You might think that, but in the past two decades theres been so many "how did we miss that?" in so many fields. I'll let field experts bring specifics up- I only know popularized examples like Roman Concrete. And the ever-easy Mars unit-conversion error.

timr 15 hours ago | parent [-]

You can speculate if you like, but the claim you're advancing is fantastical to anyone who has studied virology, and requires an accordingly fantastic level of supporting evidence.

privatelypublic 14 hours ago | parent [-]

The only claim I'm making is "never underestimate humanity's ability to hold to an initial assessment/viewpoint/assumption."

Which has so many examples it's almost a truism.

Animats 14 hours ago | parent | prev | next [-]

Right, chickenpox has a very different aftereffect mechanism. I'm just arguing against the popular "when it's over, it's over" position.

pessimizer 14 hours ago | parent | prev [-]

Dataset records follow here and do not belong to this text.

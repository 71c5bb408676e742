use async_trait::async_trait;
use aws_config::{BehaviorVersion, Region};
use aws_credential_types::Credentials;
use aws_sdk_s3::primitives::ByteStream as AwsByteStream;
use aws_sdk_s3::types::{CompletedMultipartUpload, CompletedPart};
use aws_sdk_s3::Client;
use bytes::{Bytes, BytesMut};
use futures_util::StreamExt;
use tracing::{debug, info, warn};

use crate::store::public_url;
use crate::{ByteStream, GetResult, MediaError, MediaResult, MediaStore, PutResult};

/// Smallest part S3 accepts for all but the last part of a multipart upload
pub const MIN_PART_SIZE: usize = 5 * 1024 * 1024;

/// S3-compatible (MinIO, RustFS, AWS) connection settings
#[derive(Debug, Clone)]
pub struct S3Config {
    /// Host[:port] or full URL of the object store
    pub endpoint: String,
    pub access_key: String,
    pub secret_key: String,
    /// Scheme used when `endpoint` carries none
    pub use_ssl: bool,
    pub bucket: String,
    /// Base of public file URLs; empty disables URL generation
    pub public_url: String,
    pub region: String,
    /// Bodies of at least this size are sent as multipart uploads
    pub part_size: usize,
}

impl S3Config {
    pub fn new<E: Into<String>, B: Into<String>>(endpoint: E, bucket: B) -> Self {
        Self {
            endpoint: endpoint.into(),
            access_key: String::new(),
            secret_key: String::new(),
            use_ssl: true,
            bucket: bucket.into(),
            public_url: String::new(),
            region: "us-east-1".to_string(),
            part_size: 8 * 1024 * 1024, // 8MB
        }
    }

    pub fn with_credentials<A: Into<String>, S: Into<String>>(mut self, access_key: A, secret_key: S) -> Self {
        self.access_key = access_key.into();
        self.secret_key = secret_key.into();
        self
    }

    pub fn with_ssl(mut self, use_ssl: bool) -> Self {
        self.use_ssl = use_ssl;
        self
    }

    pub fn with_public_url<S: Into<String>>(mut self, public_url: S) -> Self {
        self.public_url = public_url.into();
        self
    }

    pub fn with_region<S: Into<String>>(mut self, region: S) -> Self {
        self.region = region.into();
        self
    }

    /// Set part size (never below the S3 minimum)
    pub fn with_part_size(mut self, bytes: usize) -> Self {
        self.part_size = bytes.max(MIN_PART_SIZE);
        self
    }

    /// Endpoint as a URL, adding the scheme implied by `use_ssl` when missing
    pub fn endpoint_url(&self) -> String {
        if self.endpoint.contains("://") {
            self.endpoint.clone()
        } else if self.use_ssl {
            format!("https://{}", self.endpoint)
        } else {
            format!("http://{}", self.endpoint)
        }
    }
}

/// Object store backed by an S3-compatible service
#[derive(Clone)]
pub struct S3Store {
    client: Client,
    config: S3Config,
}

impl S3Store {
    /// Build the client and make sure the bucket exists
    pub async fn connect(config: S3Config) -> MediaResult<Self> {
        let client = Self::create_client(&config).await;
        let store = Self { client, config };
        store.ensure_bucket().await?;

        info!(bucket = %store.config.bucket, endpoint = %store.config.endpoint_url(), "S3 storage initialized successfully");
        Ok(store)
    }

    pub fn bucket(&self) -> &str {
        &self.config.bucket
    }

    async fn create_client(config: &S3Config) -> Client {
        let credentials = Credentials::new(
            config.access_key.clone(),
            config.secret_key.clone(),
            None,
            None,
            "media-blob",
        );

        let aws_config = aws_config::defaults(BehaviorVersion::latest())
            .region(Region::new(config.region.clone()))
            .credentials_provider(credentials)
            .endpoint_url(config.endpoint_url())
            .load()
            .await;

        Client::from_conf(
            aws_sdk_s3::config::Builder::from(&aws_config)
                .force_path_style(true) // MinIO and RustFS expect path-style addressing
                .build(),
        )
    }

    async fn ensure_bucket(&self) -> MediaResult<()> {
        let bucket = &self.config.bucket;
        match self.client.head_bucket().bucket(bucket).send().await {
            Ok(_) => Ok(()),
            Err(err) if err.as_service_error().map_or(false, |e| e.is_not_found()) => {
                self.client
                    .create_bucket()
                    .bucket(bucket)
                    .send()
                    .await
                    .map_err(MediaError::backend)?;
                info!(bucket = %bucket, "Created new bucket");
                Ok(())
            }
            Err(err) => Err(MediaError::backend(err)),
        }
    }

    async fn put_single(&self, key: &str, content_type: Option<&str>, body: Bytes) -> MediaResult<PutResult> {
        let size_bytes = body.len() as u64;
        let mut request = self
            .client
            .put_object()
            .bucket(&self.config.bucket)
            .key(key)
            .content_length(size_bytes as i64)
            .body(AwsByteStream::from(body));

        if let Some(ct) = content_type {
            request = request.content_type(ct);
        }

        let output = request.send().await.map_err(MediaError::backend)?;
        Ok(PutResult {
            key: key.to_string(),
            size_bytes,
            etag: output.e_tag,
        })
    }

    async fn put_multipart(
        &self,
        key: &str,
        content_type: Option<&str>,
        buffered: BytesMut,
        stream: ByteStream,
    ) -> MediaResult<PutResult> {
        let mut request = self
            .client
            .create_multipart_upload()
            .bucket(&self.config.bucket)
            .key(key);
        if let Some(ct) = content_type {
            request = request.content_type(ct);
        }

        let created = request.send().await.map_err(MediaError::backend)?;
        let upload_id = created
            .upload_id
            .ok_or_else(|| MediaError::internal("multipart upload created without an upload id"))?;
        debug!(file_path = key, upload_id = %upload_id, "Multipart upload started");

        let (parts, size_bytes) = match self.upload_parts(key, &upload_id, buffered, stream).await {
            Ok(uploaded) => uploaded,
            Err(err) => {
                self.abort_multipart(key, &upload_id).await;
                return Err(err);
            }
        };

        let completed = CompletedMultipartUpload::builder().set_parts(Some(parts)).build();
        let output = match self
            .client
            .complete_multipart_upload()
            .bucket(&self.config.bucket)
            .key(key)
            .upload_id(&upload_id)
            .multipart_upload(completed)
            .send()
            .await
        {
            Ok(output) => output,
            Err(err) => {
                self.abort_multipart(key, &upload_id).await;
                return Err(MediaError::backend(err));
            }
        };

        Ok(PutResult {
            key: key.to_string(),
            size_bytes,
            etag: output.e_tag,
        })
    }

    /// Send `buffered` followed by the rest of `stream` as parts of `part_size`
    async fn upload_parts(
        &self,
        key: &str,
        upload_id: &str,
        mut buffered: BytesMut,
        mut stream: ByteStream,
    ) -> MediaResult<(Vec<CompletedPart>, u64)> {
        let part_size = self.config.part_size;
        let mut parts = Vec::new();
        let mut size_bytes = 0u64;
        let mut ended = false;

        loop {
            while !ended && buffered.len() < part_size {
                match stream.next().await {
                    Some(chunk) => buffered.extend_from_slice(&chunk?),
                    None => ended = true,
                }
            }
            if buffered.is_empty() {
                break;
            }

            let part = buffered.split_to(buffered.len().min(part_size)).freeze();
            let part_number = parts.len() as i32 + 1;
            size_bytes += part.len() as u64;

            let output = self
                .client
                .upload_part()
                .bucket(&self.config.bucket)
                .key(key)
                .upload_id(upload_id)
                .part_number(part_number)
                .content_length(part.len() as i64)
                .body(AwsByteStream::from(part))
                .send()
                .await
                .map_err(MediaError::backend)?;

            parts.push(
                CompletedPart::builder()
                    .part_number(part_number)
                    .set_e_tag(output.e_tag)
                    .build(),
            );
        }

        Ok((parts, size_bytes))
    }

    async fn abort_multipart(&self, key: &str, upload_id: &str) {
        if let Err(err) = self
            .client
            .abort_multipart_upload()
            .bucket(&self.config.bucket)
            .key(key)
            .upload_id(upload_id)
            .send()
            .await
        {
            warn!(file_path = key, upload_id, error = %err, "Failed to abort multipart upload");
        }
    }
}

#[async_trait]
impl MediaStore for S3Store {
    async fn put(
        &self,
        key: &str,
        size_hint: Option<u64>,
        content_type: Option<&str>,
        mut stream: ByteStream,
    ) -> MediaResult<PutResult> {
        let part_size = self.config.part_size;
        let capacity = size_hint.map_or(part_size, |hint| hint.min(part_size as u64) as usize);
        let mut buffered = BytesMut::with_capacity(capacity);

        // Bodies that end within the first part go out as a single PutObject
        while buffered.len() < part_size {
            match stream.next().await {
                Some(chunk) => buffered.extend_from_slice(&chunk?),
                None => return self.put_single(key, content_type, buffered.freeze()).await,
            }
        }

        self.put_multipart(key, content_type, buffered, stream).await
    }

    async fn get(&self, key: &str) -> MediaResult<GetResult> {
        let output = match self
            .client
            .get_object()
            .bucket(&self.config.bucket)
            .key(key)
            .send()
            .await
        {
            Ok(output) => output,
            Err(err) if err.as_service_error().map_or(false, |e| e.is_no_such_key()) => {
                return Err(MediaError::not_found(key, "no such key"));
            }
            Err(err) => return Err(MediaError::backend(err)),
        };

        let size_bytes = output.content_length.unwrap_or(0).max(0) as u64;
        let content_type = output.content_type.clone();
        let mut body = output.body;
        let stream = async_stream::stream! {
            while let Some(chunk) = body.next().await {
                yield chunk.map_err(|e| std::io::Error::new(std::io::ErrorKind::Other, e));
            }
        };

        Ok(GetResult {
            stream: Box::pin(stream),
            size_bytes,
            content_type,
        })
    }

    async fn delete(&self, key: &str) -> MediaResult<()> {
        self.client
            .delete_object()
            .bucket(&self.config.bucket)
            .key(key)
            .send()
            .await
            .map_err(MediaError::backend)?;
        Ok(())
    }

    fn url(&self, key: &str) -> String {
        public_url(&self.config.public_url, &self.config.bucket, key)
    }
}

#[cfg(test)]
mod tests {
    use super::*;

    #[test]
    fn endpoint_scheme_follows_ssl_flag() {
        let config = S3Config::new("minio:9000", "media");
        assert_eq!(config.endpoint_url(), "https://minio:9000");

        let config = config.with_ssl(false);
        assert_eq!(config.endpoint_url(), "http://minio:9000");

        let config = S3Config::new("http://localhost:9000", "media").with_ssl(true);
        assert_eq!(config.endpoint_url(), "http://localhost:9000");
    }

    #[test]
    fn part_size_never_below_minimum() {
        let config = S3Config::new("minio:9000", "media").with_part_size(1024);
        assert_eq!(config.part_size, MIN_PART_SIZE);
    }
}
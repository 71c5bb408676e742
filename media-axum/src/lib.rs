//! media-axum: RPC surface of the media service over Axum.
//!
//! Unary calls take and return JSON; `UploadStream` and `DownloadStream`
//! exchange newline-delimited JSON frames. Every route lives under
//! [`SERVICE_PATH`].

pub mod app;
pub mod ndjson;
pub mod rpc;
pub mod state;
pub mod wire;
mod error;
pub use error::MediaAxumError;
pub use state::{MediaAxumState, DEFAULT_MAX_FRAME_BYTES};

pub use app::{axum, MediaAxumApp};
pub use rpc::SERVICE_PATH;
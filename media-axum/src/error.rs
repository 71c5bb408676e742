use axum::{
    http::StatusCode,
    response::{IntoResponse, Response},
    Json,
};
use media_blob::MediaError;

use crate::wire::ErrorBody;

/// An RPC failure rendered as `{"code", "message"}` with the matching HTTP status.
#[derive(Debug)]
pub struct MediaAxumError(pub MediaError);

impl From<MediaError> for MediaAxumError {
    fn from(e: MediaError) -> Self {
        Self(e)
    }
}

impl IntoResponse for MediaAxumError {
    fn into_response(self) -> Response {
        let status = StatusCode::from_u16(self.0.code().http_status())
            .unwrap_or(StatusCode::INTERNAL_SERVER_ERROR);
        (status, Json(ErrorBody::from(&self.0))).into_response()
    }
}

I assume, with this level of confidence, that we understand everything about Parkinson's now. It is a nerve disease so closely associated with influenza that there was speculation in the 60s that when the last child born during the Spanish Flu epidemic died, it would be completely eliminated as a common disease.

Shouldn't we just look for the ring that we learned how to detect herpes in nerves? Because every virus has to be constructed exactly like herpes in order to infect nerve cells, apparently.